This includes encouraging people to set up elaborate multi model set ups (e.g. "gas town") for coding that do not meaningfully improve productivity but which certainly do cause token usage to explode.
It also includes encouraging execs to use token consumption as a proxy for productivity - almost akin to SLOC.
AI has a halo right now and the managerial class seem to be willing to forgive almost any failure because the promise is so enticing. We're at peak expectations right now.

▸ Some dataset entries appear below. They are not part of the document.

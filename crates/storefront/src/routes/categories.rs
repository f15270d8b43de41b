//! Public category listing.

use axum::{Json, extract::State};
use tracing::instrument;

use crate::db::CategoryRepository;
use crate::error::Result;
use crate::models::Category;
use crate::state::AppState;

/// List every category.
#[instrument(skip(state))]
pub async fn index(State(state): State<AppState>) -> Result<Json<Vec<Category>>> {
    let categories = CategoryRepository::new(state.pool()).list().await?;
    Ok(Json(categories))
}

They will soon start to be less forgiving when the warts which are intrinsic to LLMs remain unsolved.
monknomo
2 hours ago
nobody know how to measure software productivity + ai is supposed to mean productivity goes up = more ai means more productivity
As best as I can tell, that's the thinking. It's one number, it's very easy to find and manage, and there is a belief that it directly measures productivity.
I disagree that it does; seems to me the throughput of useful features is a better measure, but I'm not in the drivers seat on this one
irke
an hour ago
Incremental revenue and cost-savings, at least for enterprises, is where it would show up. There’s also a present value consideration - if LLM’s make those dollars come into existence closer to the present, they are worth more.

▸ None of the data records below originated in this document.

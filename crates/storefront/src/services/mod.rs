//! Business logic services for the storefront.
//!
//! - `auth` - Registration, login, role changes
//! - `inventory` - Stock reservation inside a locked transaction
//! - `orders` - Place, cancel, and re-status orders
//! - `notifications` - Background "order placed" emails
//! - `email` - SMTP transport and email templates
//! - `catalog_cache` - Product listing cache

pub mod auth;
pub mod catalog_cache;
pub mod email;
pub mod inventory;
pub mod notifications;
pub mod orders;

The personal use case stuff is messy and subjective.
monknomo
an hour ago
attributing incremental revenue to gross engineering effort is challenging, imo.
Cost savings is primarily a function of headcount here. Which is also easy to measure, and so if we take my thesis that easy to measure stuff is prioritized...
irke
3 hours ago
Yep - it’s impossible to separate experimental tokens vs value creating ones.

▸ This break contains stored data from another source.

//! Seed the storefront database with demo data.
//!
//! Creates four categories, a customer (`test@example.com` / `password`), an
//! admin (`admin@example.com` / `adminpassword`), and randomly generated
//! clothing products. Accounts that already exist are left alone.

use rand::Rng;
use rand::seq::IndexedRandom;
use rust_decimal::Decimal;
use tracing::{info, warn};

use cornershop_core::{CategoryId, UserRole};
use cornershop_storefront::db::{CategoryRepository, ProductRepository, RepositoryError};
use cornershop_storefront::models::{CategoryInput, ValidProduct};
use cornershop_storefront::services::auth::{AuthError, AuthService};

use super::{ConnectError, connect};

const CATEGORIES: [(&str, &str); 4] = [
    ("Tops", "T-shirts, polos, blouses and sweaters"),
    ("Bottoms", "Jeans, shorts and skirts"),
    ("Outerwear", "Jackets, coats and hoodies"),
    ("Formal", "Suits and dresses"),
];

const PRODUCT_TYPES: [&str; 12] = [
    "T-shirt", "Polo", "Jeans", "Hoodie", "Sweater", "Jacket", "Shorts", "Dress", "Skirt",
    "Blouse", "Suit", "Coat",
];

const ADJECTIVES: [&str; 12] = [
    "Slim", "Vintage", "Modern", "Classic", "Elegant", "Casual", "Trendy", "Athletic", "Premium",
    "Luxury", "Basic", "Designer",
];

const COLORS: [&str; 12] = [
    "Red", "Blue", "Green", "Black", "White", "Gray", "Navy", "Purple", "Pink", "Yellow",
    "Orange", "Brown",
];

/// Price range in cents (50.00 to 300.00).
const PRICE_CENTS: std::ops::RangeInclusive<i64> = 5_000..=30_000;
const STOCK: std::ops::RangeInclusive<i32> = 5..=50;
const PLACEHOLDER_IMAGE: &str = "https://placehold.co/200";

const DEMO_USERS: [(&str, &str, &str, UserRole); 2] = [
    ("Test User", "test@example.com", "password", UserRole::Customer),
    ("Admin User", "admin@example.com", "adminpassword", UserRole::Admin),
];

/// Errors that can occur while seeding.
#[derive(Debug, thiserror::Error)]
pub enum SeedError {
    #[error(transparent)]
    Connect(#[from] ConnectError),

    #[error("Database error: {0}")]
    Repository(#[from] RepositoryError),

    #[error("Could not create user: {0}")]
    Auth(#[from] AuthError),
}

/// Seed categories, demo users, and `product_count` products.
pub async fn run(product_count: usize) -> Result<(), SeedError> {
    let pool = connect().await?;

    let categories = CategoryRepository::new(&pool);
    let mut category_ids = Vec::with_capacity(CATEGORIES.len());
    for (name, description) in CATEGORIES {
        let category = categories
            .create(&CategoryInput {
                name: name.to_owned(),
                description: Some(description.to_owned()),
            })
            .await?;
        category_ids.push(category.id);
    }
    info!(count = category_ids.len(), "Categories created");

    let auth = AuthService::new(&pool);
    for (name, email, password, role) in DEMO_USERS {
        match auth.create_user(name, email, password, role).await {
            Ok(user) => info!(user_id = %user.id, email, %role, "User created"),
            Err(AuthError::UserAlreadyExists) => warn!(email, "User already exists, skipping"),
            Err(e) => return Err(e.into()),
        }
    }

    let generated = generate_products(&mut rand::rng(), product_count, &category_ids);
    let products = ProductRepository::new(&pool);
    for product in &generated {
        products.create(product).await?;
    }
    info!(count = product_count, "Products created");

    Ok(())
}

/// Random "Adjective Color Type" products spread over `category_ids`.
fn generate_products<R: Rng + ?Sized>(
    rng: &mut R,
    count: usize,
    category_ids: &[CategoryId],
) -> Vec<ValidProduct> {
    (0..count)
        .map(|_| {
            let adjective = ADJECTIVES.choose(rng).copied().unwrap_or("Classic");
            let color = COLORS.choose(rng).copied().unwrap_or("Black");
            let kind = PRODUCT_TYPES.choose(rng).copied().unwrap_or("T-shirt");

            ValidProduct {
                name: format!("{adjective} {color} {kind}"),
                description: Some(format!(
                    "High-quality {color} {kind} with {adjective} fit and modern design."
                )),
                price: Decimal::new(rng.random_range(PRICE_CENTS), 2),
                stock_quantity: rng.random_range(STOCK),
                category_id: category_ids.choose(rng).copied(),
                image_url: Some(PLACEHOLDER_IMAGE.to_owned()),
            }
        })
        .collect()
}

#[cfg(test)]
mod tests {
    use rand::SeedableRng;
    use rand::rngs::StdRng;

    use super::*;

    #[test]
    fn test_generated_products_are_in_range() {
        let mut rng = StdRng::seed_from_u64(7);
        let categories = [CategoryId::new(1), CategoryId::new(2)];

        let products = generate_products(&mut rng, 100, &categories);

        assert_eq!(products.len(), 100);
        for product in &products {
            assert!(product.price >= Decimal::new(5_000, 2));
            assert!(product.price <= Decimal::new(30_000, 2));
            assert_eq!(product.price.scale(), 2);
            assert!(STOCK.contains(&product.stock_quantity));
            assert!(product.category_id.is_some_and(|id| categories.contains(&id)));
            assert_eq!(product.name.split(' ').count(), 3);
        }
    }

    #[test]
    fn test_no_categories_leaves_products_uncategorized() {
        let mut rng = StdRng::seed_from_u64(1);
        let products = generate_products(&mut rng, 3, &[]);
        assert!(products.iter().all(|p| p.category_id.is_none()));
    }
}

Ultimately the performance will be assessed via the income statement and cash flows of customers of the model producers.
Frankly in the window pre-IPO it’s in the best interests of OAI et al to show a line going to the top-right in relation to tokens, in their prospectus. What does that mean?
Strategic manipulation.
Marha01
3 hours ago
Demand for top models is definitely not saturated, at least when it comes to programming. If I could afford to use 5x more Claude Opus 4.6 tokens, I would!
hajile
2 hours ago
Demand is relative. How many Claude tokens would you buy if they had a 10x price hike?
The market has achieved it's current saturation level with loss-leader prices that remind me of the Chinese bike share bubble[0]. Once those prices go up to break even levels (let alone profitable levels), the number of people who can afford to pay will go down dramatically (and that's not even accounting for the bubble pop further constricting people's finances).
pigpop
an hour ago
If they've already built themselves a loyal customer base (which is usually the point of fighting a price war) and the customers are happy with the technology they have, then if funding is tight and turning a profit is more important why wouldn't they pivot to optimizing inference by stopping further training, freezing the model versions, burning the weights into silicon and building better caching strategies and improving harnesses and tools that lower their cost and increase their margin?
If all they do is hike prices then they'll lose customers to competitors who don't or who find a way to serve a similar model cheaper.
The demand isn't going to go away purely through higher prices. Once people know something is possible they will demand it whether supply is constrained or not. That's a huge bounty for anyone who can figure out how to service that demand.
vonneumannstan
2 hours ago
Pretty sure the entire markets for Storage, HBM, DDR5, etc are completely sold out for next several years. How is that saturated?
adventured
4 hours ago
LLMs haven't remotely begun to be integrated into the lives of the typical person. Not even close. The typical person is using LLMs not at all as it pertains to their daily life tasks. They're using them almost entirely for limited discussion matters (eg having a discussion with GPT about a medical issue, or a work related matter).
This is the first or second inning in the LLM rollout. It'll take 15-20 more years for full integration of AI agents into the life of the typical person.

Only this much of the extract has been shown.